Forum Discussion
Unable to get Data from one particular Indian bank statement pdf file
The issue you're experiencing with importing data from a PDF file from Union Bank of India could be due to how the data is formatted or structured in the PDF. Excel's "Get Data" feature may struggle with PDFs that have complex formatting, embedded text, or specific encoding that makes it hard to extract tables.
Here are several approaches you can try to solve the problem:
1. Use a PDF Converter Tool
If Excel's built-in PDF import feature doesn't work, you can try converting the PDF file into another format first, such as Word or a different PDF structure. After that, reattempt the import.
You can use online or desktop tools like:
- Adobe Acrobat Pro: It has an "Export to Excel" option, which might better interpret the table structure.
- Small pdf or PDF 2Excel: These are free tools that can convert the PDF into Excel-friendly formats.
2. Copy and Paste as Text
Sometimes, the data isn't properly organized into tables within the PDF. In such cases:
1. Open the PDF file in a PDF viewer.
2. Select and copy the text containing the data.
3. Paste the text into Excel.
4. Use Excel's Text-to-Columns feature (under the "Data" tab) to split the text into columns.

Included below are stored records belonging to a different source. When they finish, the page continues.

#[derive(Debug, thiserror::Error)]
pub enum ActionError {
    #[error(transparent)]
    Arity(#[from] Arity),
    #[error("action '{0}' is not implemented")]
    UnknownAction(String),
    #[error("{name} must be aligned to {align} Bytes")]
    Alignment { name: &'static str, align: usize },
    #[error("Wrong parameter '{0}'")]
    InvalidParameter(String),
    #[error(transparent)]
    Parse(#[from] ParseError),
    #[error("Failed to access the target")]
    Core(#[from] swd_probe::Error),
    #[error("Failed to write the output")]
    Output(#[from] std::io::Error),
}

/// An action of a batch failed.
#[derive(Debug, thiserror::Error)]
#[error("Action '{action}' failed")]
pub struct BatchError {
    /// Name of the failed action.
    pub action: String,
    /// Position of the failed action in the batch.
    pub index: usize,
    pub source: ActionError,
}

/// Everything an action works with.
pub struct ActionContext<'a> {
    pub core: &'a mut dyn DebugCore,
    pub out: &'a mut dyn Write,
    /// Verbosity of memory dumps, see [`HexDump`].
    pub verbose: u8,
}

impl<'a> ActionContext<'a> {
    pub fn new(core: &'a mut dyn DebugCore, out: &'a mut dyn Write, verbose: u8) -> Self {
        Self { core, out, verbose }
    }
}

trait Action {
    fn run(&self, ctx: &mut ActionContext<'_>, params: &[&str]) -> Result<(), ActionError>;
}

#[derive(Debug, Clone, Copy, PartialEq, Eq, Hash)]
pub enum ActionTag {
    Dump,
    Dump8,
    Dump16,
    Dump32,
    Set,
    Set8,
    Set16,
    Set32,
    Fill8,
    Reg,
    Reset,
    Run,
    Step,
    Halt,
    Sleep,
}

impl ActionTag {
    pub const ALL: [Self; 15] = [
        Self::Dump,
        Self::Dump8,
        Self::Dump16,
        Self::Dump32,
        Self::Set,
        Self::Set8,
        Self::Set16,
        Self::Set32,
        Self::Fill8,
        Self::Reg,
        Self::Reset,
        Self::Run,
        Self::Step,
        Self::Halt,
        Self::Sleep,
    ];

    pub fn name(self) -> &'static str {
        match self {
            Self::Dump => "dump",
            Self::Dump8 => "dump8",
            Self::Dump16 => "dump16",
            Self::Dump32 => "dump32",
            Self::Set => "set",
            Self::Set8 => "set8",
            Self::Set16 => "set16",
            Self::Set32 => "set32",
            Self::Fill8 => "fill8",
            Self::Reg => "reg",
            Self::Reset => "reset",
            Self::Run => "run",
            Self::Step => "step",
            Self::Halt => "halt",
            Self::Sleep => "sleep",
        }
    }

    pub fn from_name(name: &str) -> Option<Self> {
        Self::ALL.into_iter().find(|tag| tag.name() == name)
    }

    fn handler(self) -> Box<dyn Action> {
        match self {
            Self::Dump => Box::new(DumpAny),
            Self::Dump8 => Box::new(Dump(Width::B8)),
            Self::Dump16 => Box::new(Dump(Width::B16)),
            Self::Dump32 => Box::new(Dump(Width::B32)),
            Self::Set => Box::new(SetAny),
            Self::Set8 => Box::new(Set(Width::B8)),
            Self::Set16 => Box::new(Set(Width::B16)),
            Self::Set32 => Box::new(Set(Width::B32)),
            Self::Fill8 => Box::new(Fill8),
            Self::Reg => Box::new(Reg),
            Self::Reset => Box::new(Reset),
            Self::Run => Box::new(Run),
            Self::Step => Box::new(Step),
            Self::Halt => Box::new(Halt),
            Self::Sleep => Box::new(Sleep),
        }
    }
}

/// Runs batches of actions against a core.
pub struct Engine {
    registry: HashMap<ActionTag, Box<dyn Action>>,
}

impl Default for Engine {
    fn default() -> Self {
        Self::new()
    }
}

impl Engine {
    pub fn new() -> Self {
        let registry = ActionTag::ALL
            .into_iter()
            .map(|tag| (tag, tag.handler()))
            .collect();

        Self { registry }
    }

    /// Runs `actions` in order and returns how many were run.
    pub fn process<S: AsRef<str>>(
        &self,
        ctx: &mut ActionContext<'_>,
        actions: &[S],
    ) -> Result<usize, BatchError> {
        for (index, action) in actions.iter().enumerate() {
            let action = action.as_ref();
            tracing::debug!("{}", action);

            let mut parts = action.split(DELIMITER);
            let name = parts.next().unwrap_or_default();
            let params: Vec<&str> = parts.collect();

            let result = match ActionTag::from_name(name).and_then(|tag| self.registry.get(&tag)) {
                Some(handler) => handler.run(ctx, &params),
                None => Err(ActionError::UnknownAction(action.to_string())),
            };

            if let Err(source) = result {
                return Err(BatchError {
                    action: name.to_string(),
                    index,
                    source,
                });
            }
        }

        Ok(actions.len())
    }
}

fn check_alignment(value: usize, name: &'static str, width: Width) -> Result<(), ActionError> {
    let align = width.bytes();
    if value % align != 0 {
        return Err(ActionError::Alignment { name, align });
    }
    Ok(())
}

fn read_value(ctx: &mut ActionContext<'_>, address: u32, width: Width) -> Result<u32, ActionError> {
    let value = match width {
        Width::B32 if address % 4 == 0 => ctx.core.get_mem32(address)?,
        _ => ctx
            .core
            .read_mem(address, width.bytes())?
            .iter()
            .rev()
            .fold(0, |value, byte| value << 8 | u32::from(*byte)),
    };
    Ok(value)
}

/// `dump8`, `dump16` and `dump32`.
struct Dump(Width);

impl Action for Dump {
    fn run(&self, ctx: &mut ActionContext<'_>, params: &[&str]) -> Result<(), ActionError> {
        let width = self.0;

        match params {
            [] => Err(Arity::Missing.into()),
            [address] => {
                let address = parse_u32(address)?;
                let value = read_value(ctx, address, width)?;

                let digits = 2 * width.bytes();
                writeln!(ctx.out, "{address:08x}: {value:0digits$x}")?;
                Ok(())
            }
            [address, size] => {
                let address = parse_u32(address)?;
                let size = parse_size(size)?;
                check_alignment(size, "Size", width)?;

                let data = ctx.core.read_mem(address, size)?;
                for line in HexDump::new(address, &data, width, ctx.verbose) {
                    writeln!(ctx.out, "{line}")?;
                }
                Ok(())
            }
            _ => Err(Arity::TooMany.into()),
        }
    }
}

/// `dump`: a single word, or a byte dump when a size is given.
struct DumpAny;

impl Action for DumpAny {
    fn run(&self, ctx: &mut ActionContext<'_>, params: &[&str]) -> Result<(), ActionError> {
        match params.len() {
            0 => Err(Arity::Missing.into()),
            1 => Dump(Width::B32).run(ctx, params),
            2 => Dump(Width::B8).run(ctx, params),
            _ => Err(Arity::TooMany.into()),
        }
    }
}

/// `set8`, `set16` and `set32`.
struct Set(Width);

impl Action for Set {
    fn run(&self, ctx: &mut ActionContext<'_>, params: &[&str]) -> Result<(), ActionError> {
        let width = self.0;

        let [address, values @ ..] = params else {
            return Err(Arity::AtLeast(2).into());
        };
        if values.is_empty() {
            return Err(Arity::AtLeast(2).into());
        }

        let address = parse_u32(address)?;

        if let (Width::B32, [value]) = (width, values) {
            if address % 4 == 0 {
                ctx.core.set_mem32(address, parse_u32(value)?)?;
                return Ok(());
            }
        }

        let mut data = Vec::with_capacity(values.len() * width.bytes());
        for value in values {
            let value = parse_number(value, width.bits())?;
            data.extend_from_slice(&value.to_le_bytes()[..width.bytes()]);
        }

        ctx.core.write_mem(address, &data)?;
        Ok(())
    }
}

/// `set`: a single word, or bytes when more than one value is given.
struct SetAny;

impl Action for SetAny {
    fn run(&self, ctx: &mut ActionContext<'_>, params: &[&str]) -> Result<(), ActionError> {
        match params.len() {
            0 => Err(Arity::Missing.into()),
            1 => Err(Arity::AtLeast(2).into()),
            2 => Set(Width::B32).run(ctx, params),
            _ => Set(Width::B8).run(ctx, params),
        }
    }
}

struct Fill8;

impl Action for Fill8 {
    fn run(&self, ctx: &mut ActionContext<'_>, params: &[&str]) -> Result<(), ActionError> {
        let [address, size, pattern @ ..] = params else {
            return Err(Arity::AtLeast(3).into());
        };
        if pattern.is_empty() {
            return Err(Arity::AtLeast(3).into());
        }

        let address = parse_u32(address)?;
        let size = parse_size(size)?;
        let pattern = pattern
            .iter()
            .map(|value| parse_u8(value))
            .collect::<Result<Vec<_>, _>>()?;

        ctx.core.fill_mem(address, &pattern, size)?;
        Ok(())
    }
}

/// `reg`: register access, halting a running core for the time of the
/// access.
struct Reg;

enum RegAccess<'a> {
    All,
    Read(&'a str),
    Write(&'a str, &'a str),
}

impl<'a> RegAccess<'a> {
    fn from_params(params: &[&'a str]) -> Result<Self, ActionError> {
        match *params {
            [] => Err(Arity::Missing.into()),
            ["all"] => Ok(Self::All),
            [name] => Ok(Self::Read(name)),
            [name, value] => Ok(Self::Write(name, value)),
            _ => Err(Arity::TooMany.into()),
        }
    }
}

impl Reg {
    fn access(ctx: &mut ActionContext<'_>, access: RegAccess<'_>) -> Result<(), ActionError> {
        match access {
            RegAccess::All => {
                for (name, value) in ctx.core.get_reg_all()? {
                    writeln!(ctx.out, "{name}: {value:08x}")?;
                }
            }
            RegAccess::Read(name) => {
                let value = ctx.core.get_reg(name)?;
                writeln!(ctx.out, "{name}: {value:08x}")?;
            }
            RegAccess::Write(name, value) => {
                let value = parse_u32(value)?;
                ctx.core.set_reg(name, value)?;
            }
        }
        Ok(())
    }
}

impl Action for Reg {
    fn run(&self, ctx: &mut ActionContext<'_>, params: &[&str]) -> Result<(), ActionError> {
        let access = RegAccess::from_params(params)?;

        let was_halted = ctx.core.is_halted()?;
        if !was_halted {
            ctx.core.halt()?;
        }

        let result = Self::access(ctx, access);

        // Only resume a core halted here, the user may have halted it on purpose.
        let resumed = if was_halted {
            Ok(())
        } else {
            ctx.core.run().map_err(ActionError::from)
        };

        result.and(resumed)
    }
}

struct Reset;

impl Action for Reset {
    fn run(&self, ctx: &mut ActionContext<'_>, params: &[&str]) -> Result<(), ActionError> {
        match params {
            [] => ctx.core.reset()?,
            ["halt"] => ctx.core.reset_halt()?,
            [other] => return Err(ActionError::InvalidParameter(other.to_string())),
            _ => return Err(Arity::TooMany.into()),
        }
        Ok(())
    }
}

struct Run;

impl Action for Run {
    fn run(&self, ctx: &mut ActionContext<'_>, params: &[&str]) -> Result<(), ActionError> {
        match params {
            [] => ctx.core.run()?,
            ["nodebug"] => ctx.core.nodebug()?,
            [other] => return Err(ActionError::InvalidParameter(other.to_string())),
            _ => return Err(Arity::TooMany.into()),
        }
        Ok(())
    }
}

struct Step;

impl Action for Step {
    fn run(&self, ctx: &mut ActionContext<'_>, params: &[&str]) -> Result<(), ActionError> {
        let count = match params {
            [] => 1,
            [count] => parse_u32(count)?,
            _ => return Err(Arity::TooMany.into()),
        };

        for _ in 0..count {
            ctx.core.step()?;
        }
        Ok(())
    }
}

struct Halt;

impl Action for Halt {
    fn run(&self, ctx: &mut ActionContext<'_>, params: &[&str]) -> Result<(), ActionError> {
        if !params.is_empty() {
            return Err(Arity::TooMany.into());
        }
        ctx.core.halt()?;
        Ok(())
    }
}

/// `sleep`: blocks the batch, one second if no duration is given.
struct Sleep;

impl Sleep {
    fn duration(text: &str) -> Result<Duration, ParseError> {
        text.parse::<f64>()
            .ok()
            .and_then(|seconds| Duration::try_from_secs_f64(seconds).ok())
            .ok_or_else(|| ParseError::Format(text.to_string()))
    }
}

3. Inspect the PDF Formatting
It’s possible that the "Get Data" feature cannot detect any tables because the data in the PDF is not structured as actual tables (e.g., the data might be presented as an image or be improperly formatted). You can:
1. Open the PDF and inspect how the data is displayed.
2. If the data looks like an image or the formatting is complex, you can try an OCR (Optical Character Recognition) tool to extract the text. Tools like Adobe Acrobat or Google Drive can perform OCR on PDFs to convert images of text into actual text.
4. Use Power Query to Manually Extract Data
If Excel’s built-in PDF table detection fails, you can manually adjust the import using Power Query:
- Go to Data > Get Data > From File > From PDF.
- When you reach the page selection, even if the tables don’t show up, try selecting individual elements from the PDF.
- Look at different sections of the PDF to see if Power Query can grab any part of the data, and combine them later in Excel if needed.
5. Check for Hidden Layers in the PDF
Some PDFs have hidden layers or objects that are preventing Excel from detecting the data correctly. To resolve this, try:
- Opening the PDF in a different PDF reader or editor and saving it as a new PDF file with all layers flattened.
- Alternatively, you can try exporting the PDF as plain text (.txt) first, then re-importing that text into Excel.
6. Check for Corruption in the PDF
Sometimes, the issue could stem from the PDF file being corrupt or improperly generated. Try:
- Opening the file in a different PDF reader and exporting it as a new PDF, or
- Re-downloading the file from the bank's website or requesting a new version.
By following these steps, you should be able to extract the data from the PDF in one form or another and import it into Excel. If none of these options work, manually copying and pasting the data may be your last resort, followed by formatting it properly within Excel. The text was created with the help of AI.
My answers are voluntary and without guarantee!
Hope this will help you.
Was the answer useful? Mark as best response and like it!
This will help all forum participants.